───── Supplied material ─────
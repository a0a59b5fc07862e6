//! # File-Metadata Cache
//!
//! Per-space durable cache mapping a workspace-relative path to the last
//! observed `(size, mtime, file hash, chunk hashes, last seen)`. The save
//! pipeline uses it to skip re-chunking unchanged files: a file is *clean*
//! iff its `(size, mtime)` match the cached row **and** every cached chunk
//! hash still exists in the store. The store check closes the race where a
//! GC between two saves would let a manifest reference a deleted chunk.
//!
//! The backing file (`filemeta.db`) is a versioned JSON document, rewritten
//! atomically (temp file + rename) on commit, so a killed save can never
//! leave a torn cache. Writes are staged in memory and published by
//! [`FileMetaCache::commit`]; a failed pipeline simply discards its stage.

use std::collections::{BTreeMap, HashSet};
use std::fs;
use std::path::PathBuf;

use serde::{Deserialize, Serialize};

use crate::error::CacheError;

const CACHE_VERSION: u32 = 1;

/// One cached observation of a workspace file.
#[derive(Clone, Debug, Serialize, Deserialize, PartialEq, Eq)]
pub struct FileMetaRow {
    pub size: u64,
    pub mtime_ticks: i64,
    /// SHA-256 of the file content, uppercase hex.
    pub file_hash: String,
    /// Ordered chunk hashes; empty strings are unfilled staging slots and
    /// never survive a commit of a successful save.
    pub chunk_hashes: Vec<String>,
    /// Last time the path was seen in a plan, in millisecond ticks.
    pub last_seen_ticks: i64,
    /// Per-file snapshot digest (path+size+content), uppercase hex, or empty
    /// when the row was written by a hash-skipping save.
    #[serde(default)]
    pub snapshot_file_hash: String,
}

#[derive(Debug, Default, Serialize, Deserialize)]
struct CacheFile {
    version: u32,
    rows: BTreeMap<String, FileMetaRow>,
}

/// In-memory view of one space's `filemeta.db`, with staged pending writes.
#[derive(Debug)]
pub struct FileMetaCache {
    path: PathBuf,
    rows: BTreeMap<String, FileMetaRow>,
    staged: BTreeMap<String, FileMetaRow>,
}

impl FileMetaCache {
    /// Loads the cache file. A missing, unreadable, or version-mismatched
    /// file yields an empty cache — the worst case is a full re-chunk.
    pub fn load(path: impl Into<PathBuf>) -> Self {
        let path = path.into();
        let rows = fs::read_to_string(&path)
            .ok()
            .and_then(|text| serde_json::from_str::<CacheFile>(&text).ok())
            .filter(|cache| cache.version == CACHE_VERSION)
            .map(|cache| cache.rows)
            .unwrap_or_default();
        Self {
            path,
            rows,
            staged: BTreeMap::new(),
        }
    }

    /// Committed row for `rel`, if any.
    pub fn try_get(&self, rel: &str) -> Option<&FileMetaRow> {
        self.rows.get(rel)
    }

    /// Stages a full pending row with `chunk_count` unfilled hash slots.
    pub fn stage_update(
        &mut self,
        rel: &str,
        size: u64,
        mtime_ticks: i64,
        file_hash: String,
        chunk_count: usize,
        now_ticks: i64,
        snapshot_file_hash: String,
    ) {
        self.staged.insert(
            rel.to_string(),
            FileMetaRow {
                size,
                mtime_ticks,
                file_hash,
                chunk_hashes: vec![String::new(); chunk_count],
                last_seen_ticks: now_ticks,
                snapshot_file_hash,
            },
        );
    }

    /// Fills one staged chunk slot. Slots for paths that were never staged
    /// are ignored.
    pub fn set_staged_chunk(&mut self, rel: &str, index: usize, chunk_hash: &str) {
        if let Some(row) = self.staged.get_mut(rel) {
            if index >= row.chunk_hashes.len() {
                row.chunk_hashes.resize(index + 1, String::new());
            }
            row.chunk_hashes[index] = chunk_hash.to_string();
        }
    }

    /// Marks a cache-hit row as seen without touching its content columns.
    pub fn touch(&mut self, rel: &str, now_ticks: i64) {
        if let Some(row) = self.rows.get(rel) {
            let mut row = row.clone();
            row.last_seen_ticks = now_ticks;
            self.staged.insert(rel.to_string(), row);
        }
    }

    /// Drops all staged rows without publishing them.
    pub fn discard_staged(&mut self) {
        self.staged.clear();
    }

    /// Publishes staged rows and rewrites the backing file atomically.
    pub fn commit(&mut self) -> Result<(), CacheError> {
        let staged = std::mem::take(&mut self.staged);
        for (rel, row) in staged {
            self.rows.insert(rel, row);
        }
        self.write_atomic().map_err(CacheError::CommitFailed)
    }

    /// Deletes rows whose path is not in `alive` *and* whose `last_seen` is
    /// older than `cutoff_ticks`. Returns the number of rows removed.
    pub fn gc(
        &mut self,
        alive: &HashSet<String>,
        cutoff_ticks: i64,
    ) -> Result<usize, CacheError> {
        let before = self.rows.len();
        self.rows
            .retain(|rel, row| alive.contains(rel) || row.last_seen_ticks >= cutoff_ticks);
        let removed = before - self.rows.len();
        if removed > 0 {
            self.write_atomic().map_err(CacheError::CommitFailed)?;
        }
        Ok(removed)
    }

    fn write_atomic(&self) -> std::io::Result<()> {
        if let Some(parent) = self.path.parent() {
            fs::create_dir_all(parent)?;
        }
        let doc = CacheFile {
            version: CACHE_VERSION,
            rows: self.rows.clone(),
        };
        let json = serde_json::to_string(&doc).map_err(std::io::Error::other)?;

        let tmp = self.path.with_extension(format!("db.{}.tmp", std::process::id()));
        fs::write(&tmp, json)?;
        fs::rename(&tmp, &self.path)?;
        Ok(())
    }
}

/// Default retention for rows whose path left the workspace.
pub const CACHE_TTL_DAYS: i64 = 30;

/// Expires cache rows for paths that vanished from the workspace more than
/// `ttl_days` ago. Runs under the space lock; returns rows removed.
pub fn run_cache_gc(
    layout: &crate::layout::RepoLayout,
    space: Option<&str>,
    ttl_days: i64,
) -> crate::error::Result<usize> {
    let space = crate::space::resolve_space(layout, space)?;
    let _lock = crate::space::SpaceLock::acquire(layout, &space)?;

    let ignore = crate::ignore::IgnoreEngine::load(&layout.ignore_file())?;
    let plan = crate::planner::plan_tree(layout.root(), &ignore)?;
    let alive: HashSet<String> = plan.files.into_iter().map(|f| f.rel).collect();
    let cutoff = chrono::Utc::now().timestamp_millis() - ttl_days * 24 * 60 * 60 * 1000;

    let mut cache = FileMetaCache::load(layout.filemeta_db(&space));
    Ok(cache.gc(&alive, cutoff)?)
}

#[cfg(test)]
mod tests {
    use super::*;
    use pretty_assertions::assert_eq;

    fn cache_in(dir: &tempfile::TempDir) -> FileMetaCache {
        FileMetaCache::load(dir.path().join("filemeta.db"))
    }

    #[test]
    fn missing_file_loads_empty() {
        let dir = tempfile::tempdir().unwrap();
        let cache = cache_in(&dir);
        assert!(cache.try_get("a").is_none());
    }

    #[test]
    fn stage_fill_commit_reload() {
        let dir = tempfile::tempdir().unwrap();
        let mut cache = cache_in(&dir);

        cache.stage_update("a/b.txt", 10, 111, "F".repeat(64), 2, 999, "D".repeat(64));
        cache.set_staged_chunk("a/b.txt", 0, &"1".repeat(64));
        cache.set_staged_chunk("a/b.txt", 1, &"2".repeat(64));
        assert!(cache.try_get("a/b.txt").is_none(), "staged rows are not visible");

        cache.commit().unwrap();
        let row = cache.try_get("a/b.txt").unwrap().clone();
        assert_eq!(row.size, 10);
        assert_eq!(row.chunk_hashes, vec!["1".repeat(64), "2".repeat(64)]);

        let reloaded = cache_in(&dir);
        assert_eq!(reloaded.try_get("a/b.txt"), Some(&row));
    }

    #[test]
    fn discard_drops_staged_rows() {
        let dir = tempfile::tempdir().unwrap();
        let mut cache = cache_in(&dir);
        cache.stage_update("x", 1, 1, String::new(), 0, 1, String::new());
        cache.discard_staged();
        cache.commit().unwrap();
        assert!(cache.try_get("x").is_none());
    }

    #[test]
    fn touch_refreshes_last_seen_only() {
        let dir = tempfile::tempdir().unwrap();
        let mut cache = cache_in(&dir);
        cache.stage_update("f", 5, 50, "AB".repeat(32), 1, 100, String::new());
        cache.set_staged_chunk("f", 0, &"3".repeat(64));
        cache.commit().unwrap();

        cache.touch("f", 500);
        cache.commit().unwrap();
        let row = cache.try_get("f").unwrap();
        assert_eq!(row.last_seen_ticks, 500);
        assert_eq!(row.size, 5);
        assert_eq!(row.chunk_hashes, vec!["3".repeat(64)]);
    }

    #[test]
    fn gc_respects_alive_set_and_cutoff() {
        let dir = tempfile::tempdir().unwrap();
        let mut cache = cache_in(&dir);
        for (rel, seen) in [("old-gone", 10), ("old-alive", 10), ("fresh-gone", 90)] {
            cache.stage_update(rel, 1, 1, String::new(), 0, seen, String::new());
        }
        cache.commit().unwrap();

        let alive: HashSet<String> = ["old-alive".to_string()].into();
        let removed = cache.gc(&alive, 50).unwrap();
        assert_eq!(removed, 1);
        assert!(cache.try_get("old-gone").is_none());
        assert!(cache.try_get("old-alive").is_some());
        assert!(cache.try_get("fresh-gone").is_some());
    }

    #[test]
    fn cache_gc_run_expires_departed_paths() {
        let dir = tempfile::tempdir().unwrap();
        let layout = crate::layout::RepoLayout::new(dir.path());
        crate::space::init_repo(&layout).unwrap();
        std::fs::write(dir.path().join("alive.txt"), b"here").unwrap();

        let mut cache = FileMetaCache::load(layout.filemeta_db("main"));
        // `last_seen` of 0 is far beyond any TTL.
        cache.stage_update("alive.txt", 4, 1, String::new(), 0, 0, String::new());
        cache.stage_update("departed.txt", 4, 1, String::new(), 0, 0, String::new());
        cache.commit().unwrap();
        drop(cache);

        let removed = run_cache_gc(&layout, None, CACHE_TTL_DAYS).unwrap();
        assert_eq!(removed, 1);
        let cache = FileMetaCache::load(layout.filemeta_db("main"));
        assert!(cache.try_get("alive.txt").is_some());
        assert!(cache.try_get("departed.txt").is_none());
    }

    #[test]
    fn corrupt_file_starts_fresh() {
        let dir = tempfile::tempdir().unwrap();
        let path = dir.path().join("filemeta.db");
        fs::write(&path, b"{ not json").unwrap();
        let cache = FileMetaCache::load(&path);
        assert!(cache.rows.is_empty());
    }
}
//! # Save Pipeline
//!
//! Turns a working tree into a compact snapshot: manifest + content-addressed
//! chunks, with `meta.json` written last as the completion marker.
//!
//! ## Algorithm
//!
//! 1. Plan the tree (Planner + ignore rules), acquire the space lock, and
//!    sweep any incomplete snapshot directories left by earlier runs.
//! 2. Run W file producers and W chunk consumers over one bounded channel.
//!    Producers consult the file-metadata cache; a *clean* file (size+mtime
//!    match and every cached chunk still stored) reuses its cached chunk
//!    list without touching its bytes. Dirty files stream through the
//!    FastCDC chunker; each chunk is pushed into the channel while the
//!    per-file content hash and snapshot digest accumulate.
//! 3. Consumers insert chunks into the store (`put_if_absent`) and back-fill
//!    the per-file hash slots by chunk index.
//! 4. Validate that no slot is empty, commit the cache, write the manifest
//!    atomically, compute the snapshot hash, write `meta.json`, and ensure
//!    `note.md`.
//!
//! Any failure or cancellation deletes the staging snapshot directory and
//! its manifest; chunks already inserted stay behind as orphans until the
//! next GC.

use std::collections::BTreeMap;
use std::fs;
use std::path::PathBuf;
use std::sync::atomic::{AtomicBool, AtomicU64, AtomicUsize, Ordering};
use std::sync::{Mutex, OnceLock};
use std::time::Instant;

use chrono::Utc;
use crossbeam_channel::{Receiver, Sender};
use indicatif::{ProgressBar, ProgressStyle};
use sha2::{Digest, Sha256};

use crate::cancel::CancelToken;
use crate::cas::ChunkStore;
use crate::chunker::{ChunkStream, ChunkerParams};
use crate::compress;
use crate::config::Settings;
use crate::error::{Result, RinneError, SaveError};
use crate::filemeta::FileMetaCache;
use crate::ignore::IgnoreEngine;
use crate::layout::{RepoLayout, IGNORE_FILE};
use crate::manifest::{FileRecord, Manifest, MANIFEST_VERSION};
use crate::meta::{self, SnapshotMeta, SnapshotState, META_VERSION};
use crate::planner::{self, Plan};
use crate::snapshot_hash::{self, FileDigest, HashMode, SKIP_HASH};
use crate::space::{self, SpaceLock};

/// Compression/speed trade-off selected on the command line.
#[derive(Clone, Copy, Debug, PartialEq, Eq)]
pub enum CompactProfile {
    /// Configured compression level.
    Balanced,
    /// Highest-ratio profile (`--compact-full`).
    Full,
    /// Fastest profile (`--compact-speed`).
    Speed,
}
//! # Content Hashing
//!
//! SHA-256 is the content address of every chunk: two chunks with identical
//! plaintext bytes produce the same hash and are stored only once. Hashes are
//! canonically **uppercase** 64-char hex everywhere at rest (store filenames,
//! manifests, meta); ingress normalises, so mixed-case input is accepted.

use sha2::{Digest, Sha256};

/// Computes the SHA-256 hash of in-memory data as uppercase hex.
pub fn hash_bytes(data: &[u8]) -> String {
    hex::encode_upper(Sha256::digest(data))
}

/// True if `s` is a 64-character hex string (either case).
pub fn is_hex_hash(s: &str) -> bool {
    s.len() == 64 && s.bytes().all(|b| b.is_ascii_hexdigit())
}

/// Normalises a hash to the canonical uppercase form.
pub fn canonical(hash: &str) -> String {
    hash.to_ascii_uppercase()
}

/// Returns the first `n` characters of a hash for display purposes.
pub fn short_hash(hash: &str, n: usize) -> &str {
    &hash[..n.min(hash.len())]
}

/// Splits a hash into two 2-char fan-out prefixes for directory sharding.
///
/// Content-addressable stores use this to avoid placing millions of files in a
/// single directory, which degrades filesystem performance on ext4/NTFS.
///
/// Example: `"A1B2C3..."` → `("A1", "B2")`
pub fn fan_out(hash: &str) -> (&str, &str) {
    (&hash[0..2], &hash[2..4])
}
─────
→ What you should do: Starting with the line with "stream through the" above and going on through the line with "write the manifest", transcribe every line exactly, both ends included, and add nothing.

→ Solution to this exercise:
//!    list without touching its bytes. Dirty files stream through the
//!    FastCDC chunker; each chunk is pushed into the channel while the
//!    per-file content hash and snapshot digest accumulate.
//! 3. Consumers insert chunks into the store (`put_if_absent`) and back-fill
//!    the per-file hash slots by chunk index.
//! 4. Validate that no slot is empty, commit the cache, write the manifest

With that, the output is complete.